> _Information given_:
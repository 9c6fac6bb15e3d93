//! Query pipeline tests against an in-memory index and scripted models.

use std::sync::atomic::{AtomicUsize, Ordering};
use std::sync::Arc;

use async_trait::async_trait;
use chrono::Utc;

use rag_harness::rag::{QueryRequest, QuerySettings, RagPipeline};
use rag_harness_core::error::{RagError, Result};
use rag_harness_core::model::{Embedder, Embedding, Generation, GenerationParams, Generator};
use rag_harness_core::models::{ChunkPayload, FileType, Role, Usage, VectorRecord};
use rag_harness_core::response::NO_RESULTS_MESSAGE;
use rag_harness_core::store::memory::{InMemoryChatHistory, InMemoryVectorIndex};
use rag_harness_core::store::{ChatHistoryStore, VectorIndex};

const ANSWER: &str = "The quarterly report is due next Friday according to the project plan.";

struct FixedEmbedder;

#[async_trait]
impl Embedder for FixedEmbedder {
    fn provider_name(&self) -> &str {
        "fake"
    }

    fn model_name(&self) -> &str {
        "fake-embed"
    }

    async fn embed(&self, _text: &str) -> Result<Embedding> {
        Ok(Embedding {
            vector: vec![1.0, 0.0, 0.0],
            usage: Usage {
                tokens_in: 4,
                ..Default::default()
            },
        })
    }
}

/// Answers rewrite prompts with keywords and everything else with [`ANSWER`].
struct ScriptedGenerator {
    fail: bool,
    answers: AtomicUsize,
}

impl ScriptedGenerator {
    fn ok() -> Self {
        Self {
            fail: false,
            answers: AtomicUsize::new(0),
        }
    }

    fn failing() -> Self {
        Self {
            fail: true,
            answers: AtomicUsize::new(0),
        }
    }
}

#[async_trait]
impl Generator for ScriptedGenerator {
    fn model_name(&self) -> &str {
        "fake-llm"
    }

    async fn generate(&self, prompt: &str, _params: GenerationParams) -> Result<Generation> {
        if self.fail {
            return Err(RagError::Generation("model unavailable".to_string()));
        }
        let text = if prompt.starts_with("Rewrite this user query") {
            "quarterly report deadline".to_string()
        } else {
            self.answers.fetch_add(1, Ordering::SeqCst);
            ANSWER.to_string()
        };
        Ok(Generation {
            text,
            usage: Usage {
                tokens_in: 100,
                tokens_out: 20,
                cost: 0.001,
            },
        })
    }
}

fn record(id: usize, project: &str, vector: Vec<f32>, text: &str) -> VectorRecord {
    VectorRecord {
        id: format!("00000000-0000-0000-0000-{:012}", id),
        vector,
        payload: Some(ChunkPayload {
            document_id: format!("doc{}", id),
            chunk_id: 0,
            project_name: project.to_string(),
            user_id: "alice".to_string(),
            session_id: "s0".to_string(),
            filename: format!("file{}.txt", id),
            file_type: FileType::Txt,
            doc_type: None,
            embedding_model: "fake-embed".to_string(),
            tags: Vec::new(),
            ingest_source: "user_upload".to_string(),
            created_at: Utc::now(),
            text: Some(text.to_string()),
        }),
    }
}

async fn seeded_index(project: &str, n: usize) -> Arc<InMemoryVectorIndex> {
    let index = Arc::new(InMemoryVectorIndex::new());
    let records: Vec<VectorRecord> = (0..n)
        .map(|i| {
            record(
                i,
                project,
                vec![1.0, i as f32 * 0.1, 0.0],
                &format!("Chunk {} says the quarterly report is due on Friday.", i),
            )
        })
        .collect();
    if !records.is_empty() {
        index.upsert(&records).await.unwrap();
    }
    index
}

fn pipeline(
    index: Arc<InMemoryVectorIndex>,
    generator: Option<Arc<ScriptedGenerator>>,
    history: Arc<InMemoryChatHistory>,
) -> RagPipeline {
    let generator = generator.map(|g| g as Arc<dyn Generator>);
    RagPipeline::new(
        Arc::new(FixedEmbedder),
        generator,
        index,
        QuerySettings::default(),
    )
    .with_history(history)
}

fn request(query: &str) -> QueryRequest {
    QueryRequest {
        query: query.to_string(),
        project_name: "acme".to_string(),
        user_id: "alice".to_string(),
        session_id: "s1".to_string(),
        top_k: None,
    }
}

#[tokio::test]
async fn test_answer_with_sources() {
    let history = Arc::new(InMemoryChatHistory::new());
    let generator = Arc::new(ScriptedGenerator::ok());
    let rag = pipeline(
        seeded_index("acme", 3).await,
        Some(generator.clone()),
        history.clone(),
    );

    let response = rag.query(&request("When is the quarterly report due?")).await;

    assert!(response.error.is_none());
    assert_eq!(response.answer.summary, ANSWER);
    assert_eq!(response.num_sources, 3);
    assert_eq!(response.rewritten_query, "quarterly report deadline");
    assert_eq!(generator.answers.load(Ordering::SeqCst), 1);

    let usage = response.usage.unwrap();
    assert_eq!(usage.tokens_in, 4 + 100);
    assert!(response.enhancement_features.metadata_filtering);
    assert!(!response.enhancement_features.no_results);
}

#[tokio::test]
async fn test_turns_are_logged_with_reply_link() {
    let history = Arc::new(InMemoryChatHistory::new());
    let rag = pipeline(
        seeded_index("acme", 2).await,
        Some(Arc::new(ScriptedGenerator::ok())),
        history.clone(),
    );

    rag.query(&request("When is the quarterly report due?")).await;

    let log = history.get_recent_history("s1", 10).await.unwrap();
    assert_eq!(log.len(), 2);
    assert_eq!(log[0].role, Role::User);
    assert_eq!(log[0].content, "When is the quarterly report due?");
    assert_eq!(log[1].role, Role::Assistant);
    assert_eq!(log[1].reply_to.as_deref(), Some(log[0].message_id.as_str()));
    let meta = log[1].metadata.as_ref().unwrap();
    assert_eq!(meta["action"], "rag_query_complete");
    assert_eq!(meta["sources_count"], 2);
}

#[tokio::test]
async fn test_empty_index_gives_no_results() {
    let history = Arc::new(InMemoryChatHistory::new());
    let generator = Arc::new(ScriptedGenerator::ok());
    let rag = pipeline(
        seeded_index("acme", 0).await,
        Some(generator.clone()),
        history.clone(),
    );

    let response = rag.query(&request("anything about budgets?")).await;

    assert_eq!(response.answer.summary, NO_RESULTS_MESSAGE);
    assert_eq!(response.num_sources, 0);
    assert!(response.enhancement_features.no_results);
    assert_eq!(generator.answers.load(Ordering::SeqCst), 0);

    let log = history.get_recent_history("s1", 10).await.unwrap();
    let last = log.last().unwrap();
    assert_eq!(last.role, Role::Assistant);
    assert_eq!(last.metadata.as_ref().unwrap()["action"], "rag_no_results");
}

#[tokio::test]
async fn test_filtered_miss_falls_back_to_unfiltered_search() {
    let rag = pipeline(
        seeded_index("other-project", 2).await,
        Some(Arc::new(ScriptedGenerator::ok())),
        Arc::new(InMemoryChatHistory::new()),
    );

    let response = rag.query(&request("When is the quarterly report due?")).await;

    assert_eq!(response.num_sources, 2);
    assert_eq!(response.answer.summary, ANSWER);
}

#[tokio::test]
async fn test_results_are_cut_to_top_k() {
    let rag = pipeline(
        seeded_index("acme", 12).await,
        Some(Arc::new(ScriptedGenerator::ok())),
        Arc::new(InMemoryChatHistory::new()),
    );

    let mut req = request("When is the quarterly report due?");
    req.top_k = Some(2);
    let response = rag.query(&req).await;

    assert_eq!(response.num_sources, 2);
    assert!(response.enhancement_features.metadata_scoring);
    assert!(response.sources.iter().all(|s| s.adjusted_score.is_some()));
}

#[tokio::test]
async fn test_generation_failure_returns_context() {
    let rag = pipeline(
        seeded_index("acme", 2).await,
        Some(Arc::new(ScriptedGenerator::failing())),
        Arc::new(InMemoryChatHistory::new()),
    );

    let response = rag.query(&request("When is the quarterly report due?")).await;

    assert_eq!(response.num_sources, 2);
    let context = response.answer.context.as_deref().unwrap();
    assert!(context.contains("quarterly report"));
    assert!(response.answer.error.is_some());
    // The original query is used when the rewrite fails.
    assert_eq!(response.rewritten_query, "When is the quarterly report due?");
}

#[tokio::test]
async fn test_without_generator_context_is_still_returned() {
    let rag = pipeline(
        seeded_index("acme", 1).await,
        None,
        Arc::new(InMemoryChatHistory::new()),
    );

    let response = rag.query(&request("When is the quarterly report due?")).await;

    assert_eq!(response.num_sources, 1);
    assert!(response.answer.context.is_some());
}

#[tokio::test]
async fn test_empty_query_is_an_error_response() {
    let history = Arc::new(InMemoryChatHistory::new());
    let rag = pipeline(
        seeded_index("acme", 1).await,
        Some(Arc::new(ScriptedGenerator::ok())),
        history.clone(),
    );

    let response = rag.query(&request("   ")).await;

    assert!(response.is_error());
    assert_eq!(response.num_sources, 0);
    let log = history.get_recent_history("s1", 10).await.unwrap();
    assert_eq!(log.len(), 1);
    assert_eq!(log[0].role, Role::System);
    assert_eq!(log[0].metadata.as_ref().unwrap()["action"], "rag_error");
}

> _Work task_: Looking at the records, report the number of lines that hold the string "Ordering", with no other text.

> _Task response_: 4